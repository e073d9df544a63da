use dnnc_tensor::TensorError;
use thiserror::Error;

use crate::parallel::ParallelError;

/// An error type for tensor operations.
#[derive(Error, Debug, PartialEq)]
pub enum TensorOpsError {
    /// Tensor error
    #[error("Error with the tensor: {0}")]
    TensorError(#[from] TensorError),

    /// Parallel execution error
    #[error(transparent)]
    ParallelError(#[from] ParallelError),
}
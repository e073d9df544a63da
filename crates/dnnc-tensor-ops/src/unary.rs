use dnnc_tensor::{Tensor, TensorAllocator};
use num_traits::Float;

use crate::{
    error::TensorOpsError,
    kernels,
    parallel::{self, ExecutionStrategy},
};

/// Attributes of the hard sigmoid operator.
///
/// The defaults follow the ONNX `HardSigmoid` operator: `alpha = 0.2`, `beta = 0.5`.
#[derive(Debug, Clone, Copy, PartialEq)]
pub struct HardSigmoidParams<T> {
    /// Slope applied to every element.
    pub alpha: T,
    /// Offset added after scaling.
    pub beta: T,
}

impl<T> HardSigmoidParams<T> {
    /// Create a new set of hard sigmoid attributes.
    pub fn new(alpha: T, beta: T) -> Self {
        Self { alpha, beta }
    }
}

impl Default for HardSigmoidParams<f32> {
    fn default() -> Self {
        Self::new(0.2, 0.5)
    }
}

impl Default for HardSigmoidParams<f64> {
    fn default() -> Self {
        Self::new(0.2, 0.5)
    }
}

/// Apply a scalar function to every element of a tensor.
///
/// The output has the shape of `src` and a freshly allocated buffer.
///
/// # Arguments
///
/// * `src` - The input tensor.
/// * `strategy` - How the elements are distributed across threads.
/// * `f` - The function computing one output element from one input element.
///
/// # Errors
///
/// Returns an error if the strategy is invalid or the output cannot be allocated.
pub fn unary_op<T, U, const N: usize, A, F>(
    src: &Tensor<T, N, A>,
    strategy: ExecutionStrategy,
    f: F,
) -> Result<Tensor<U, N, A>, TensorOpsError>
where
    T: Sync,
    U: Send,
    A: TensorAllocator,
    F: Fn(&T) -> U + Send + Sync,
{
    log::trace!(
        "unary op over {:?} ({} elements) with {:?}",
        src.shape,
        src.numel(),
        strategy
    );
    let data = parallel::map_elements(src.as_slice(), strategy, f)?;
    Ok(Tensor::from_shape_vec(
        src.shape,
        data,
        src.storage.alloc().clone(),
    )?)
}

/// Compute the sign of every element.
///
/// Each output element is `1` for positive input, `-1` for negative input and
/// `0` for zero. See [`kernels::sign`].
///
/// # Example
///
/// ```
/// use dnnc_tensor::{CpuAllocator, Tensor1};
/// use dnnc_tensor_ops::unary::sign;
///
/// let t = Tensor1::from_vec(vec![-2.0f32, 0.0, 3.5], CpuAllocator).unwrap();
/// let s = sign(&t).unwrap();
/// assert_eq!(s.data(), vec![-1.0, 0.0, 1.0]);
/// ```
pub fn sign<T, const N: usize, A>(src: &Tensor<T, N, A>) -> Result<Tensor<T, N, A>, TensorOpsError>
where
    T: Float + Send + Sync,
    A: TensorAllocator,
{
    sign_with(src, ExecutionStrategy::default())
}

/// Same as [`sign`] with an explicit execution strategy.
pub fn sign_with<T, const N: usize, A>(
    src: &Tensor<T, N, A>,
    strategy: ExecutionStrategy,
) -> Result<Tensor<T, N, A>, TensorOpsError>
where
    T: Float + Send + Sync,
    A: TensorAllocator,
{
    unary_op(src, strategy, |&x| kernels::sign(x))
}

/// Compute `clip(alpha * x + beta, 0, 1)` for every element `x`.
///
/// `alpha` and `beta` are not validated; zero, negative and large values are
/// all accepted. Every finite output lies in `[0, 1]`.
///
/// # Example
///
/// ```
/// use dnnc_tensor::{CpuAllocator, Tensor1};
/// use dnnc_tensor_ops::unary::hardsigmoid;
///
/// let t = Tensor1::from_vec(vec![-5.0f32, 0.0, 1.0, 5.0], CpuAllocator).unwrap();
/// let h = hardsigmoid(&t.reshape([2, 2]).unwrap(), 0.2, 0.4).unwrap();
/// assert_eq!(h.shape, [2, 2]);
/// assert_eq!(h.data()[0], 0.0);
/// assert_eq!(h.data()[3], 1.0);
/// ```
pub fn hardsigmoid<T, const N: usize, A>(
    src: &Tensor<T, N, A>,
    alpha: T,
    beta: T,
) -> Result<Tensor<T, N, A>, TensorOpsError>
where
    T: Float + Send + Sync,
    A: TensorAllocator,
{
    hardsigmoid_with(src, alpha, beta, ExecutionStrategy::default())
}

/// Same as [`hardsigmoid`] with an explicit execution strategy.
pub fn hardsigmoid_with<T, const N: usize, A>(
    src: &Tensor<T, N, A>,
    alpha: T,
    beta: T,
    strategy: ExecutionStrategy,
) -> Result<Tensor<T, N, A>, TensorOpsError>
where
    T: Float + Send + Sync,
    A: TensorAllocator,
{
    unary_op(src, strategy, move |&x| kernels::hardsigmoid(x, alpha, beta))
}

/// Same as [`hardsigmoid`], reading the attributes from `params`.
pub fn hardsigmoid_params<T, const N: usize, A>(
    src: &Tensor<T, N, A>,
    params: &HardSigmoidParams<T>,
) -> Result<Tensor<T, N, A>, TensorOpsError>
where
    T: Float + Send + Sync,
    A: TensorAllocator,
{
    hardsigmoid(src, params.alpha, params.beta)
}

#[cfg(test)]
mod tests {
    use dnnc_tensor::{CpuAllocator, Tensor1, TensorError};

    use super::*;

    #[test]
    fn test_sign_1d() -> Result<(), TensorOpsError> {
        let t = Tensor1::from_vec(vec![-2.0f32, 0.0, 3.5], CpuAllocator)?;
        let s = sign(&t)?;
        assert_eq!(s.shape, [3]);
        assert_eq!(s.as_slice(), &[-1.0, 0.0, 1.0]);
        Ok(())
    }

    #[test]
    fn test_sign_does_not_touch_input() -> Result<(), TensorOpsError> {
        let t = Tensor1::from_vec(vec![-0.5f32, 0.25, 0.0, 7.0], CpuAllocator)?;
        let s = sign(&t)?;
        assert_eq!(t.as_slice(), &[-0.5, 0.25, 0.0, 7.0]);
        assert!(!s.storage.ptr_eq(&t.storage));
        Ok(())
    }

    #[test]
    fn test_hardsigmoid_2d() -> Result<(), TensorOpsError> {
        let t = Tensor1::from_vec(vec![-3.0f32, -1.0, 0.0, 1.0, 2.0, 3.0], CpuAllocator)?;
        let h = hardsigmoid(&t.reshape([2, 3])?, 0.2, 0.4)?;
        assert_eq!(h.shape, [2, 3]);
        let expected = [0.0f32, 0.2, 0.4, 0.6, 0.8, 1.0];
        for (a, e) in h.iter().zip(expected) {
            approx::assert_relative_eq!(*a, e, epsilon = 1e-6);
        }
        Ok(())
    }

    #[test]
    fn test_hardsigmoid_params_default() -> Result<(), TensorOpsError> {
        let params = HardSigmoidParams::<f32>::default();
        assert_eq!(params, HardSigmoidParams::new(0.2, 0.5));

        let t = Tensor1::from_vec(vec![0.0f32, 5.0, -5.0], CpuAllocator)?;
        let h = hardsigmoid_params(&t, &params)?;
        assert_eq!(h.as_slice(), &[0.5, 1.0, 0.0]);
        Ok(())
    }

    #[test]
    fn test_strategies_agree() -> Result<(), TensorOpsError> {
        let data: Vec<f64> = (0..500).map(|i| (i as f64 - 250.0) / 37.0).collect();
        let t = Tensor1::from_vec(data, CpuAllocator)?.reshape([5, 10, 10])?;

        let serial = hardsigmoid_with(&t, 0.11, 0.22, ExecutionStrategy::Serial)?;
        for strategy in [
            ExecutionStrategy::ParallelElements,
            ExecutionStrategy::ParallelChunks(64),
            ExecutionStrategy::Fixed(3),
        ] {
            assert_eq!(hardsigmoid_with(&t, 0.11, 0.22, strategy)?.data(), serial.data());
            assert_eq!(
                sign_with(&t, strategy)?.data(),
                sign_with(&t, ExecutionStrategy::Serial)?.data()
            );
        }
        Ok(())
    }

    #[test]
    fn test_invalid_strategy() -> Result<(), TensorError> {
        let t = Tensor1::from_vec(vec![1.0f32], CpuAllocator)?;
        let res = sign_with(&t, ExecutionStrategy::Fixed(0));
        assert!(res.is_err_and(|e| matches!(
            e,
            TensorOpsError::ParallelError(crate::parallel::ParallelError::InvalidThreadCount(0))
        )));
        Ok(())
    }
}
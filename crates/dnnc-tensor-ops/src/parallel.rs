use rayon::prelude::*;
use thiserror::Error;

/// Errors that can occur during parallel execution.
#[derive(Error, Debug, PartialEq)]
pub enum ParallelError {
    /// The thread pool failed to build.
    #[error("failed to build thread pool: {0}")]
    BuildError(String),

    /// The requested thread count is invalid.
    #[error("thread count must be > 0, got {0}")]
    InvalidThreadCount(usize),

    /// The chunk length for ParallelChunks must be valid.
    #[error("chunk length must be > 0 for ParallelChunks strategy")]
    InvalidChunkSize,
}

/// Controls how an elementwise operation is executed.
///
/// Every element of the output depends only on the matching input element, so
/// all strategies produce identical results.
#[derive(Debug, Clone, Copy, PartialEq, Eq, Default)]
pub enum ExecutionStrategy {
    /// Use the global Rayon thread pool to process every element in parallel.
    #[default]
    ParallelElements,

    /// Use the global Rayon thread pool on chunks of the given number of elements.
    ParallelChunks(usize),

    /// Run sequentially on the current thread.
    ///
    /// Useful for small tensors, debugging, or when the overhead of
    /// parallelization outweighs the benefits.
    Serial,

    /// Run on a local thread pool with `n` threads.
    ///
    /// # Warning
    /// Creates a new thread pool on every call.
    Fixed(usize),
}

/// Apply `f` to every element of `src`, keeping the element order.
///
/// # Errors
///
/// Returns an error if the strategy is misconfigured or its thread pool cannot be built.
///
/// # Example
///
/// ```
/// use dnnc_tensor_ops::parallel::{map_elements, ExecutionStrategy};
///
/// let out = map_elements(&[1.0f32, -2.0], ExecutionStrategy::Serial, |x| x * 2.0).unwrap();
/// assert_eq!(out, vec![2.0, -4.0]);
/// ```
pub fn map_elements<T, U, F>(
    src: &[T],
    strategy: ExecutionStrategy,
    f: F,
) -> Result<Vec<U>, ParallelError>
where
    T: Sync,
    U: Send,
    F: Fn(&T) -> U + Send + Sync,
{
    match strategy {
        ExecutionStrategy::Serial => Ok(src.iter().map(f).collect()),
        ExecutionStrategy::ParallelElements => Ok(src.par_iter().map(f).collect()),
        ExecutionStrategy::ParallelChunks(0) => Err(ParallelError::InvalidChunkSize),
        ExecutionStrategy::ParallelChunks(len) => Ok(src
            .par_chunks(len)
            .flat_map_iter(|chunk| chunk.iter().map(&f))
            .collect()),
        ExecutionStrategy::Fixed(0) => Err(ParallelError::InvalidThreadCount(0)),
        ExecutionStrategy::Fixed(num_threads) => {
            let pool = rayon::ThreadPoolBuilder::new()
                .num_threads(num_threads)
                .build()
                .map_err(|e| ParallelError::BuildError(e.to_string()))?;
            log::debug!("built local thread pool with {num_threads} threads");
            Ok(pool.install(|| src.par_iter().map(&f).collect()))
        }
    }
}
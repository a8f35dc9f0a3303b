//! Composer configuration.

use rustc_hash::FxHashMap;

use crate::cluster::LinkageMethod;
use crate::color::{Colormap, Palette, Rgb};
use crate::distance::DistanceMetric;
use crate::layout::{GridSpec, Margins};

/// One annotation column to draw as a track.
#[derive(Debug, Clone, PartialEq)]
pub struct AnnotationRequest {
    pub name: String,
    /// Fixed colors for categorical groups; unlisted groups use the palette
    pub colors: Option<FxHashMap<String, Rgb>>,
    /// Colormap of a continuous column, `GnBu_r` when unset
    pub colormap: Option<Colormap>,
}

impl AnnotationRequest {
    pub fn new(name: impl Into<String>) -> Self {
        AnnotationRequest {
            name: name.into(),
            colors: None,
            colormap: None,
        }
    }

    pub fn with_colors(mut self, colors: FxHashMap<String, Rgb>) -> Self {
        self.colors = Some(colors);
        self
    }

    pub fn with_colormap(mut self, colormap: Colormap) -> Self {
        self.colormap = Some(colormap);
        self
    }
}

/// Physical sizes in millimetres.
#[derive(Debug, Clone, PartialEq)]
pub struct LayoutOptions {
    pub heatmap_width: f64,
    pub heatmap_height: f64,
    /// Thickness of one annotation track
    pub annotation_extent: f64,
    /// Depth of a dendrogram panel
    pub dendrogram_extent: f64,
    pub legend_width: f64,
    pub horizontal_spacing: f64,
    pub vertical_spacing: f64,
    pub margins: Margins,
    /// Glyph height of tick labels and legend text
    pub font_size: f64,
    pub line_width: f64,
}

impl Default for LayoutOptions {
    fn default() -> Self {
        LayoutOptions {
            heatmap_width: 50.0,
            heatmap_height: 50.0,
            annotation_extent: 2.0,
            dendrogram_extent: 15.0,
            legend_width: 30.0,
            horizontal_spacing: 1.0,
            vertical_spacing: 1.0,
            margins: Margins::uniform(25.0),
            font_size: 2.0,
            line_width: 0.25,
        }
    }
}

impl LayoutOptions {
    /// Grid for the given set of panels
    pub fn grid_spec(
        &self,
        row_dendrogram: bool,
        row_tracks: usize,
        column_dendrogram: bool,
        column_tracks: usize,
        legend: bool,
    ) -> GridSpec {
        GridSpec {
            column_dendrogram: column_dendrogram.then_some(self.dendrogram_extent),
            column_tracks,
            column_track_extent: if column_tracks > 0 { self.annotation_extent } else { 0.0 },
            row_dendrogram: row_dendrogram.then_some(self.dendrogram_extent),
            row_tracks,
            row_track_extent: if row_tracks > 0 { self.annotation_extent } else { 0.0 },
            heatmap_width: self.heatmap_width,
            heatmap_height: self.heatmap_height,
            legend: legend.then_some(self.legend_width),
            horizontal_spacing: self.horizontal_spacing,
            vertical_spacing: self.vertical_spacing,
            margins: self.margins,
        }
    }
}

/// Everything the composer needs besides the tables.
#[derive(Debug, Clone, PartialEq)]
pub struct HeatmapOptions {
    pub metric: DistanceMetric,
    pub method: LinkageMethod,
    pub cluster_rows: bool,
    pub cluster_columns: bool,
    /// Used instead of the table order when the axis is not clustered
    pub custom_row_order: Option<Vec<String>>,
    pub custom_column_order: Option<Vec<String>>,
    pub optimal_row_ordering: bool,
    pub optimal_column_ordering: bool,
    pub vmin: Option<f64>,
    pub vmax: Option<f64>,
    pub symmetric: bool,
    pub symmetry_point: f64,
    pub colormap: Colormap,
    pub palette: Palette,
    pub row_annotations: Vec<AnnotationRequest>,
    pub column_annotations: Vec<AnnotationRequest>,
    pub show_row_labels: bool,
    pub show_column_labels: bool,
    pub plot_legend: bool,
    pub layout: LayoutOptions,
}

impl Default for HeatmapOptions {
    fn default() -> Self {
        HeatmapOptions {
            metric: DistanceMetric::Correlation,
            method: LinkageMethod::Complete,
            cluster_rows: true,
            cluster_columns: true,
            custom_row_order: None,
            custom_column_order: None,
            optimal_row_ordering: true,
            optimal_column_ordering: true,
            vmin: None,
            vmax: None,
            symmetric: false,
            symmetry_point: 0.0,
            colormap: Colormap::seismic(),
            palette: Palette::default(),
            row_annotations: Vec::new(),
            column_annotations: Vec::new(),
            show_row_labels: false,
            show_column_labels: false,
            plot_legend: true,
            layout: LayoutOptions::default(),
        }
    }
}

#[cfg(test)]
mod tests {
    use super::*;
    use crate::layout::layout_panels;

    #[test]
    fn defaults_give_a_valid_grid() {
        let opts = HeatmapOptions::default();
        let spec = opts.layout.grid_spec(true, 1, true, 0, opts.plot_legend);
        assert_eq!(spec.row_track_extent, 2.0);
        assert_eq!(spec.column_track_extent, 0.0);
        let grid = layout_panels(&spec).unwrap();
        assert_eq!((grid.n_rows(), grid.n_columns()), (2, 4));
        assert_eq!(opts.metric, DistanceMetric::Correlation);
        assert_eq!(opts.colormap.name(), "seismic");
    }
}
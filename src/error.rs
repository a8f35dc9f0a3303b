//! Error type shared by every stage of a heatmap render.
//!
//! All validation failures are raised before the first draw call, so a
//! caller that sees an `Err` from [`crate::HeatMapComposer::render`] can rely
//! on the surface being untouched.

use std::path::PathBuf;
use thiserror::Error;

use crate::table::Axis;

#[derive(Error, Debug)]
pub enum HeatmapError {
    /// Unknown metric or linkage method, or a linkage request kodama cannot serve
    #[error("Clustering error: {message}")]
    Clustering { message: String },

    /// A pairwise distance came out non-finite (NaN input, constant vector under
    /// correlation distance, zero vector under cosine distance)
    #[error("Degenerate input on {axis} axis: distance between '{first}' and '{second}' is not finite ({message})")]
    DegenerateInput {
        axis: Axis,
        first: String,
        second: String,
        message: String,
    },

    #[error("Invalid {axis} order: {message}")]
    InvalidOrder { axis: Axis, message: String },

    #[error("Annotation '{annotation}' has no entry for identifier '{id}'")]
    MissingIdentifier { annotation: String, id: String },

    #[error("Continuous annotation '{annotation}' holds a non-numeric value for '{id}'")]
    HeterogeneousAnnotation { annotation: String, id: String },

    #[error("Annotation '{annotation}' is not bound to the {axis} axis")]
    UnknownAnnotation { axis: Axis, annotation: String },

    #[error("Cannot derive a color range: the table holds no finite value")]
    EmptyRange,

    #[error("Invalid panel grid: {message}")]
    InvalidGrid { message: String },

    #[error("Invalid table: {message}")]
    InvalidTable { message: String },

    #[error("Invalid color '{value}'")]
    InvalidColor { value: String },

    #[error("Invalid palette: {message}")]
    InvalidPalette { message: String },

    #[error("I/O error: {0}")]
    Io(#[from] std::io::Error),

    #[error("Parse error in {path:?} at line {line}: {message}")]
    Parse {
        path: PathBuf,
        line: usize,
        message: String,
    },

    #[error("Image error: {0}")]
    Image(#[from] image::ImageError),
}

pub type Result<T> = std::result::Result<T, HeatmapError>;

impl HeatmapError {
    pub fn clustering(message: impl Into<String>) -> Self {
        Self::Clustering {
            message: message.into(),
        }
    }

    pub fn invalid_order(axis: Axis, message: impl Into<String>) -> Self {
        Self::InvalidOrder {
            axis,
            message: message.into(),
        }
    }

    pub fn invalid_grid(message: impl Into<String>) -> Self {
        Self::InvalidGrid {
            message: message.into(),
        }
    }

    pub fn invalid_table(message: impl Into<String>) -> Self {
        Self::InvalidTable {
            message: message.into(),
        }
    }

    pub fn parse(path: impl Into<PathBuf>, line: usize, message: impl Into<String>) -> Self {
        Self::Parse {
            path: path.into(),
            line,
            message: message.into(),
        }
    }

    /// True for every failure of the clustering stage, degenerate input included.
    pub fn is_clustering_error(&self) -> bool {
        matches!(self, Self::Clustering { .. } | Self::DegenerateInput { .. })
    }
}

....................

◆ **Work instruction**:
Throughout the data, tally the lines that hold the string "global" and report the tally alone.

◆ **Answer section**:
2